Sniper tells of long-shot success(1/2 mile shot in the chest)

http://www.timesonline.co.uk ^ | 4-06-03 | OXENinFLA

[spunkets]

" it would be nice to be able to enter your own problems."

I saw that program, it was nice. I got it from one of your posts. I'm writing a program to do just that, the ability to enter your own loads and other data. I also want to be able to change the scene, pick out stuff and shoot it and add moving targets. That will take a bit longer though.

[Shooter 2.5]

Nice.

Let me know when it's finished. I would love to take a look at it.

[ctdonath2]

Noting that the shot was made in a "fierce gale", assuming a .308 175grain bullet (typical sniper), and doing some quick numbers using my training from Storm Mountain, I figure if the guy had to aim 56 feet to the left he must have made the shot across a 100 MPH wind. The barrel was also pointing about 30 feet over the target.

Yes, skeptics, that's FEET both ways.

[spunkets]

I will. I'll let you know when I've got a beta.

[the_doc]

Thanks for your post! It clears up everything for me....sort of.

I guess I'm going to have to holler "uncle." Based on your tables, the shock wave (or perhaps the spiraling effect for the slug?), must be causing a bizarre susceptibility to crosswind effects after about 300 yards. (This is not easy to see, perhaps, but I graphed the points.)

At some point between 300 yards and 400 yards for the case of a 40-mph crosswind, the slug apparently goes bonkers with the wind effects. By the 600-yard mark, it is moving offcourse a lot faster than the wind is blowing it sideways. It covers the last 300 yards in .064 seconds, but it moves 19.6 feet sideways over the same very short interval. That means it has an average sideways velocity over that distance of over 200 mph. This is a whole lot faster than the wind is blowing, by a factor of five, of course!

So, if the tables are correct, then the law of the conservation of energy is telling us that the wind is not directly accelerating the bullet to the side. The bullet is NOT behaving like a golf ball would--not at all. Somehow the crosswind is stealing the forward energy of the bullet and converting that kinetic energy directly into a rather incredible rate of velocity at right angles to the forward direction!

I frankly don't understand this phenomenon. As I said in one of my earlier posts, maybe the features of the shock wave--or the gyroscopic nature of the bullet--involves something which my model can't address. I will now freely admit that this seems to be the case.
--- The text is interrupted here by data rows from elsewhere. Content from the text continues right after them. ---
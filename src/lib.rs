//! Inventario API Library
//!
//! Warehouse inventory module for the ERP backend: product catalog, stock
//! statistics, purchase intake from the purchasing module, warehouse slot
//! assignment and the materials-non-receipt reporting workflow.
#![forbid(unsafe_code)]
#![deny(rust_2018_idioms)]
#![allow(elided_lifetimes_in_paths)]
#![warn(clippy::all, clippy::perf, clippy::dbg_macro)]

// Core modules
pub mod config;
pub mod db;
pub mod entities;
pub mod errors;
pub mod events;
pub mod handlers;
pub mod migrator;
pub mod openapi;
pub mod services;

use axum::{extract::State, response::Json, routing::get, Router};
use sea_orm::DatabaseConnection;
use serde_json::{json, Value};
use std::sync::Arc;

// App state definition
#[derive(Clone)]
pub struct AppState {
    pub db: Arc<DatabaseConnection>,
    pub config: config::AppConfig,
    pub event_sender: events::EventSender,
    pub inventory_service: services::InventoryService,
    pub report_service: services::ReportService,
}

/// All module routes, mounted by the binary under `/api/inventory`.
pub fn api_routes() -> Router<AppState> {
    Router::new()
        .merge(handlers::inventory::routes())
        .merge(handlers::reports::routes())
}

/// Assembles the full application router. Shared by the binary and the
/// integration-test harness; transport-level layers (CORS, compression,
/// timeouts) are applied by the binary on top.
pub fn build_app(state: AppState) -> Router {
    Router::new()
        .route("/", get(|| async { "inventario-api up" }))
        .route("/health", get(health_check))
        .route("/api/status", get(api_status))
        .nest("/api/inventory", api_routes())
        .merge(openapi::swagger_ui())
        .with_state(state)
}

async fn api_status() -> Result<Json<Value>, errors::ServiceError> {
    let version = env!("CARGO_PKG_VERSION");
    Ok(Json(json!({
        "success": true,
        "status": "ok",
        "version": version,
        "service": "inventario-api",
        "timestamp": chrono::Utc::now().to_rfc3339(),
        "environment": std::env::var("ENVIRONMENT").unwrap_or_else(|_| "development".to_string()),
    })))
}

async fn health_check(
    State(state): State<AppState>,
) -> Result<Json<Value>, errors::ServiceError> {
    let db_status = match state.db.ping().await {
        Ok(_) => "healthy",
        Err(_) => "unhealthy",
    };

    Ok(Json(json!({
        "success": true,
        "status": db_status,
        "checks": {
            "database": db_status,
        },
        "timestamp": chrono::Utc::now().to_rfc3339(),
    })))
}
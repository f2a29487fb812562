mod common;

use axum::http::Method;
use serde_json::json;

use common::{response_json, TestApp};

#[tokio::test]
async fn product_crud_lifecycle() {
    let app = TestApp::new().await;

    // Create with the legacy Spanish payload keys
    let response = app
        .request(
            Method::POST,
            "/api/inventory/store",
            Some(json!({
                "nombre": "Cement bag 42.5kg",
                "sku": "MAT-001",
                "cantidad": 10,
                "precio": 25.5,
                "moneda": "PEN"
            })),
        )
        .await;
    assert_eq!(response.status(), 200);
    let body = response_json(response).await;
    assert_eq!(body["success"], true);
    let product = body["data"].clone();
    let id = product["id"].as_i64().expect("product id");

    // Documented defaults
    assert_eq!(product["category"], "Other");
    assert_eq!(product["unit"], "UND");
    assert_eq!(product["status"], "active");
    assert_eq!(product["reserved"], false);
    assert!(product["location"].is_null());
    assert!(product["location_status"].is_null());

    // Detail
    let response = app
        .request(Method::GET, &format!("/api/inventory/show/{id}"), None)
        .await;
    assert_eq!(response.status(), 200);
    let body = response_json(response).await;
    assert_eq!(body["product"]["sku"], "MAT-001");
    assert_eq!(body["product"]["quantity"], 10);

    // Listing
    let response = app.request(Method::GET, "/api/inventory/list", None).await;
    let body = response_json(response).await;
    assert_eq!(body["total"], 1);
    assert_eq!(body["products"][0]["id"], id);

    // Partial update leaves unspecified fields unchanged
    let response = app
        .request(
            Method::PUT,
            &format!("/api/inventory/update/{id}"),
            Some(json!({"cantidad": 4, "estado": "pending"})),
        )
        .await;
    assert_eq!(response.status(), 200);
    let body = response_json(response).await;
    assert_eq!(body["id"], id);

    let response = app
        .request(Method::GET, &format!("/api/inventory/show/{id}"), None)
        .await;
    let body = response_json(response).await;
    assert_eq!(body["product"]["quantity"], 4);
    assert_eq!(body["product"]["status"], "pending");
    assert_eq!(body["product"]["name"], "Cement bag 42.5kg");

    // Delete, then the detail lookup misses
    let response = app
        .request(Method::DELETE, &format!("/api/inventory/destroy/{id}"), None)
        .await;
    assert_eq!(response.status(), 200);

    let response = app
        .request(Method::GET, &format!("/api/inventory/show/{id}"), None)
        .await;
    assert_eq!(response.status(), 404);
    let body = response_json(response).await;
    assert_eq!(body["success"], false);
}

#[tokio::test]
async fn create_with_location_marks_it_assigned() {
    let app = TestApp::new().await;

    let response = app
        .request(
            Method::POST,
            "/api/inventory/store",
            Some(json!({
                "nombre": "Rebar 3/8",
                "sku": "MAT-LOC",
                "cantidad": 50,
                "ubicacion": "C-2-5"
            })),
        )
        .await;
    assert_eq!(response.status(), 200);
    let body = response_json(response).await;
    assert_eq!(body["data"]["location"], "C-2-5");
    assert_eq!(body["data"]["location_status"], "assigned");
}

#[tokio::test]
async fn create_rejects_missing_required_fields() {
    let app = TestApp::new().await;

    // No name or quantity
    let response = app
        .request(
            Method::POST,
            "/api/inventory/store",
            Some(json!({"sku": "MAT-002"})),
        )
        .await;
    assert!(response.status().is_client_error());

    let response = app.request(Method::GET, "/api/inventory/list", None).await;
    let body = response_json(response).await;
    assert_eq!(body["total"], 0);
}

#[tokio::test]
async fn create_rejects_duplicate_sku() {
    let app = TestApp::new().await;

    let payload = json!({"nombre": "Wire roll", "sku": "MAT-DUP", "cantidad": 1});
    let response = app
        .request(Method::POST, "/api/inventory/store", Some(payload.clone()))
        .await;
    assert_eq!(response.status(), 200);

    let response = app
        .request(Method::POST, "/api/inventory/store", Some(payload))
        .await;
    assert_eq!(response.status(), 400);
    let body = response_json(response).await;
    assert_eq!(body["success"], false);
    assert!(body["message"]
        .as_str()
        .unwrap()
        .contains("already exists"));
}

#[tokio::test]
async fn delete_nonexistent_product_still_succeeds() {
    let app = TestApp::new().await;

    let response = app
        .request(Method::DELETE, "/api/inventory/destroy/9999", None)
        .await;
    assert_eq!(response.status(), 200);
    let body = response_json(response).await;
    assert_eq!(body["success"], true);
}

#[tokio::test]
async fn stats_convert_total_value_to_usd() {
    let app = TestApp::new().await;

    // One USD product (10 x 2) and one PEN product (37.5 x 1 at rate 3.75)
    let response = app
        .request(
            Method::POST,
            "/api/inventory/store",
            Some(json!({
                "nombre": "Imported valve",
                "sku": "USD-1",
                "cantidad": 2,
                "precio": 10,
                "moneda": "USD"
            })),
        )
        .await;
    assert_eq!(response.status(), 200);

    let response = app
        .request(
            Method::POST,
            "/api/inventory/store",
            Some(json!({
                "nombre": "Local pipe",
                "sku": "PEN-1",
                "cantidad": 1,
                "precio": 37.5,
                "moneda": "PEN"
            })),
        )
        .await;
    assert_eq!(response.status(), 200);

    let response = app.request(Method::GET, "/api/inventory/stats", None).await;
    assert_eq!(response.status(), 200);
    let body = response_json(response).await;
    let stats = body["stats"].clone();
    assert_eq!(stats["total_products"], 2);
    assert_eq!(stats["active_products"], 2);
    assert_eq!(stats["total_value_usd"], 30.0);
    // Both quantities are at or below the low-stock threshold of 5
    assert_eq!(stats["stock_alert"], 2);
}

#[tokio::test]
async fn stats_on_empty_inventory() {
    let app = TestApp::new().await;

    let response = app.request(Method::GET, "/api/inventory/stats", None).await;
    let body = response_json(response).await;
    assert_eq!(body["stats"]["total_products"], 0);
    assert_eq!(body["stats"]["active_products"], 0);
    assert_eq!(body["stats"]["total_value_usd"], 0.0);
    assert_eq!(body["stats"]["stock_alert"], 0);
}

#[tokio::test]
async fn verify_stamps_acting_user() {
    let app = TestApp::new().await;

    let response = app
        .request(
            Method::POST,
            "/api/inventory/store",
            Some(json!({"nombre": "Angle bar", "sku": "MAT-VER", "cantidad": 3})),
        )
        .await;
    let body = response_json(response).await;
    let id = body["data"]["id"].as_i64().unwrap();

    let response = app
        .request(
            Method::POST,
            &format!("/api/inventory/verify/{id}"),
            Some(json!({"usuario": "jperez"})),
        )
        .await;
    assert_eq!(response.status(), 200);
    let body = response_json(response).await;
    assert_eq!(body["data"]["verificado_por"], "jperez");
    assert!(!body["data"]["verificado_at"].is_null());

    // Re-verification overwrites the stamp
    let response = app
        .request(
            Method::POST,
            &format!("/api/inventory/verify/{id}"),
            Some(json!({"usuario": "mlopez"})),
        )
        .await;
    let body = response_json(response).await;
    assert_eq!(body["data"]["verificado_por"], "mlopez");
}

#[tokio::test]
async fn verify_unknown_product_is_not_found() {
    let app = TestApp::new().await;

    let response = app
        .request(
            Method::POST,
            "/api/inventory/verify/777",
            Some(json!({"usuario": "jperez"})),
        )
        .await;
    assert_eq!(response.status(), 404);
}

#[tokio::test]
async fn health_endpoint_reports_database() {
    let app = TestApp::new().await;

    let response = app.request(Method::GET, "/health", None).await;
    assert_eq!(response.status(), 200);
    let body = response_json(response).await;
    assert_eq!(body["checks"]["database"], "healthy");
}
(Hmmm....energy transfers at right angles does sound like a gyroscopic phenomenon of some kind to me!)

[the_doc]

See my post, above.

[spunkets]

A 40mph wind is 58.3 ft/sec. This tbl. shows the avg v for the wind deflection in 100 yd increments. Sure there's not some conversion factor error? The spin has no effect as long as it stablizes the bullet. Spin keeps the bullets long axis tangent to the direction of flight. If the spin is insufficient, coning and/or yaw will occur. That increases the projected frontal area, increasing the drag and decreasing the B.C. The higher the B.C., the less the projectile is effected by the wind. The effect of the wind is proportional to the B.C., that's all.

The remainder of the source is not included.